# Task data:
┌──

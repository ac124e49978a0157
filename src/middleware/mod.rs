//! Middleware and extractors for request processing.
//!
//! # Authentication Flow
//!
//! 1. Client sends request with `Authorization: Bearer <token>` header
//! 2. [`auth::AuthUser`] decodes the token subject and resolves it in the store
//! 3. The token is verified against the resolved identity
//! 4. Handler executes with the identity, or the request is rejected with 403
//!
//! ```ignore
//! use crate::middleware::auth::AuthUser;
//!
//! async fn list(AuthUser(identity): AuthUser) -> impl IntoResponse {
//!     // ...
//! }
//! ```

pub mod auth;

└──

# Goal of the exercise:
Each record above is to be returned verbatim.

# Solution:
repository ac124e49978a0157
filename src/middleware/mod.rs
//! Middleware and extractors for request processing.
//!
//! # Authentication Flow
//!
//! 1. Client sends request with `Authorization: Bearer <token>` header
//! 2. [`auth::AuthUser`] decodes the token subject and resolves it in the store
//! 3. The token is verified against the resolved identity
//! 4. Handler executes with the identity, or the request is rejected with 403
//!
//! ```ignore
//! use crate::middleware::auth::AuthUser;
//!
//! async fn list(AuthUser(identity): AuthUser) -> impl IntoResponse {
//!     // ...
//! }
//! ```

pub mod auth;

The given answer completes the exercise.